How would you factorise $2x^2-8x-16$?

Yonder Expression Evades Hard Algebraic Work

Howdy, YEEHAW, and thanks for your message!

It turns out that your quadratic there doesn’t factorise: $b^2-4ac$ is 192, which isn’t a square. However, there is a way ¹ to find where it’s equal to zero, and to write it as factors. This way? Cowboy completing the square ².

Cowboy Completing The Square

Suppose we’re trying to solve $2x^2-8x-16=0$ (so $a=2$, $b=-8$ and $c=-16$.)

• The sum of the solutions is $-\frac{b}{a}$ - so here, the sum of the roots is 4.
• The graph of the function is symmetrical about the mean of the roots (2), so we can write the two roots as $(2-z)$ and $(2+z)$ for some $z$.
• The product of the solutions is $\frac{c}{a}=-8$, so $(2-z)(2+z)=-8$.
• Expanding out, $4-z^2=-8$, so $z^2=12$
• The solutions are $2+\sqrt{12}$ and $2-\sqrt{12}$.

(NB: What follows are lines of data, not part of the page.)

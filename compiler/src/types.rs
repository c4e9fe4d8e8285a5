use std::path::{Path, PathBuf};

/// One generated file: its name (no directory) and its text.
#[derive(Debug, Clone, PartialEq)]
pub struct Artifact {
    pub file_name: String,
    pub contents:  String,
}

impl Artifact {
    pub fn path_in(&self, dir: &Path) -> PathBuf {
        dir.join(&self.file_name)
    }
}

/// The declaration and implementation artifacts of one run.
#[derive(Debug, Clone, PartialEq)]
pub struct Output {
    pub header: Artifact,
    pub source: Artifact,
}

You could even write the factorised expression as $2(x-(2+\sqrt{12}))(x-(2-\sqrt{12}))$, if you were so inclined.

Hope that helps!

- Uncle Colin

Footnotes:

1. I mean, obviously, there are several ways

2. I believe this method is equivalent to Po-Shen Lo’s, but I talked about it here a few years before.